Zhekova agrees. “Creativity is very important for my job, even though it might seem like this isn’t a very creative position. Trying to find innovative ways of attracting more users is key, but the mistakes made along the way are just as important. It’s often only when you break something that you understand how it works, and from that knowledge, you understand how to hack it and ultimately find new growth opportunities.”
The paradox between female gamers and developers
One of the most interesting takeaways from our discussion with Zhekova and Wen is the gender contrast in the mobile gaming industry when it comes to gamers and developers. The International Game Developers Association (IGDA) found that 71 percent of game devs globally are men, while just 24 percent are women, and 3% are non-binary. The situation is largely similar regarding people who play games, with around 36 percent of gamers identifying themselves as women across all devices, according to a recent survey by Ampere Analysis.
However, when you look at mobile games specifically, the situation is completely different—women make up the majority of the market at 66 percent.
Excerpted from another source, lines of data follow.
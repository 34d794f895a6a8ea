//! Bit arithmetic primitives for the audioring workspace.
//!
//! This is the leaf crate with zero internal dependencies. It provides the
//! integer helpers a power-of-two ring buffer is sized with:
//!
//! - [`count_leading_zeroes`]: portable leading-zero count, `32` at zero.
//! - [`log2_ceil`]: smallest `n` with `2^n >= x`.
//! - [`next_power_of_two`]: smallest power of two `>= x`.
//!
//! # Backends
//!
//! The leading-zero count is routed to a per-target backend chosen at build
//! time:
//!
//! ```text
//! count_leading_zeroes (normalises zero to 32)
//! └── raw::clz32_nonzero
//!     ├── x86 / x86_64 ── inline `bsr` (undefined at zero)
//!     └── other known targets, Miri, or feature `intrinsic-clz`
//!                      ── u32::leading_zeros
//! ```
//!
//! Targets outside the known list fail to compile. [`CLZ_BACKEND`] names the
//! backend that was selected.
//!
//! # Preconditions
//!
//! [`log2_ceil`], [`log2_floor`] and [`next_power_of_two`] are defined for
//! `x >= 1`. Zero is not checked at runtime; the documented wrapping result
//! is returned instead of panicking.

#![deny(missing_docs)]
#![deny(rustdoc::broken_intra_doc_links)]
#![deny(unsafe_code)]

pub mod clz;
pub mod log2;
pub mod pow2;
mod raw;

pub use clz::{count_leading_zeroes, count_leading_zeroes_u64, count_trailing_zeroes, CLZ_BACKEND};
pub use log2::{log2_ceil, log2_floor};
pub use pow2::{
    checked_next_power_of_two, is_power_of_two, next_power_of_two, next_power_of_two_u64,
    MAX_POWER_OF_TWO,
};
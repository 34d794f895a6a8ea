//! Per-target leading-zero-count backends.
//!
//! Each backend exposes `clz32_nonzero`, which is only meaningful for a
//! nonzero argument. Callers go through [`crate::clz`], which handles zero
//! before dispatching here.

#![allow(unsafe_code)]

#[cfg(not(any(
    target_arch = "x86",
    target_arch = "x86_64",
    target_arch = "aarch64",
    target_arch = "arm",
    target_arch = "riscv32",
    target_arch = "riscv64",
    target_arch = "powerpc",
    target_arch = "powerpc64",
    target_arch = "wasm32",
    target_arch = "wasm64",
    target_arch = "loongarch64",
    target_arch = "mips",
    target_arch = "mips64",
    target_arch = "s390x",
)))]
compile_error!("audioring-bits: no leading-zero-count backend for this target architecture");

#[cfg(all(
    any(target_arch = "x86", target_arch = "x86_64"),
    not(miri),
    not(feature = "intrinsic-clz")
))]
mod imp {
    pub(crate) const NAME: &str = "x86-bsr";

    /// `bsr` yields the index of the highest set bit; `31 - index` is the
    /// leading-zero count, and for an index in `0..32` that equals
    /// `index ^ 31`.
    #[inline]
    pub(crate) fn clz32_nonzero(value: u32) -> u32 {
        debug_assert_ne!(value, 0);
        let index: u32;
        // SAFETY: `bsr` reads one register and writes another. It touches
        // no memory and no stack. Its output is undefined only for a zero
        // source, which callers exclude.
        unsafe {
            core::arch::asm!(
                "bsr {index:e}, {value:e}",
                value = in(reg) value,
                index = lateout(reg) index,
                options(pure, nomem, nostack),
            );
        }
        index ^ 31
    }
}

#[cfg(not(all(
    any(target_arch = "x86", target_arch = "x86_64"),
    not(miri),
    not(feature = "intrinsic-clz")
)))]
mod imp {
    pub(crate) const NAME: &str = "intrinsic";

    #[inline]
    pub(crate) fn clz32_nonzero(value: u32) -> u32 {
        debug_assert_ne!(value, 0);
        value.leading_zeros()
    }
}

pub(crate) use imp::{clz32_nonzero, NAME};

#[cfg(test)]
mod tests {
    use super::*;

    #[test]
    fn single_bits_match_position() {
        for bit in 0..32 {
            assert_eq!(clz32_nonzero(1u32 << bit), 31 - bit, "bit {bit}");
        }
    }

    #[test]
    fn low_bits_do_not_change_result() {
        for bit in 1..32 {
            let top = 1u32 << bit;
            assert_eq!(clz32_nonzero(top | (top - 1)), 31 - bit, "bit {bit}");
        }
    }

    #[test]
    fn backend_name_is_known() {
        assert!(NAME == "x86-bsr" || NAME == "intrinsic");
    }
}
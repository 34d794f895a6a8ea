//! Failure-checked allocation for the audioring workspace.
//!
//! Converts the null-return failure mode of the system allocator into a
//! structured [`AllocError`], and builds ring-buffer storage on top of it.
//! Every `unsafe` block in this crate lives in [`raw`].
//!
//! # Architecture
//!
//! ```text
//! safe_allocate / safe_allocate_in (checked.rs)
//! └── RawBlock<A: RawAllocator> (raw.rs, owned, uninitialised)
//!     └── InitBlock<A> (zero-filled, byte-slice access)
//!         └── ChannelStorage<A> (storage.rs)
//!             └── RingGeometry (config.rs, power-of-two capacity)
//! ```
//!
//! # Ownership
//!
//! A block is owned exclusively by its holder and released exactly once,
//! on drop, through the allocator that produced it.
//! [`RawBlock::into_raw_parts`] hands that responsibility to the caller
//! instead.

#![deny(missing_docs)]
#![deny(rustdoc::broken_intra_doc_links)]
#![deny(unsafe_code)]

pub mod checked;
pub mod config;
pub mod error;
pub mod raw;
pub mod storage;

// Public re-exports for the primary API surface.
pub use checked::{
    safe_allocate, safe_allocate_aligned, safe_allocate_aligned_in, safe_allocate_in,
    safe_allocate_or_abort, MIN_ALIGN,
};
pub use config::RingGeometry;
pub use error::{AllocError, ConfigError, StorageError};
pub use raw::{InitBlock, PlatformAllocator, RawAllocator, RawBlock};
pub use storage::ChannelStorage;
Similarly, a new study commissioned by GameHouse found that 74 percent of women of all age groups play mobile games daily.
“Historically, the tech and gaming industry have always skewed male-heavy, and that’s not likely to change anytime soon,” Wen says. “For women to be successful and level up in gaming, it takes an awesome manager, which isn’t common, although I have started to see an increase in women in senior positions in recent years—such as in product, data, and other leadership roles.”
Zhekova adds: “If you ask mobile game developers who their target audience is, they’ll probably tell you something like a 25 to 35-year-old-plus female - especially if it’s a casual puzzle game. You have this paradox of a male-dominated industry making products that are predominantly targeted at women.
“I hope that in the future, more game companies realise that women are actually a really big part of gaming and their user bases and will be more proactive about getting them involved in both the creation and marketing of their games.”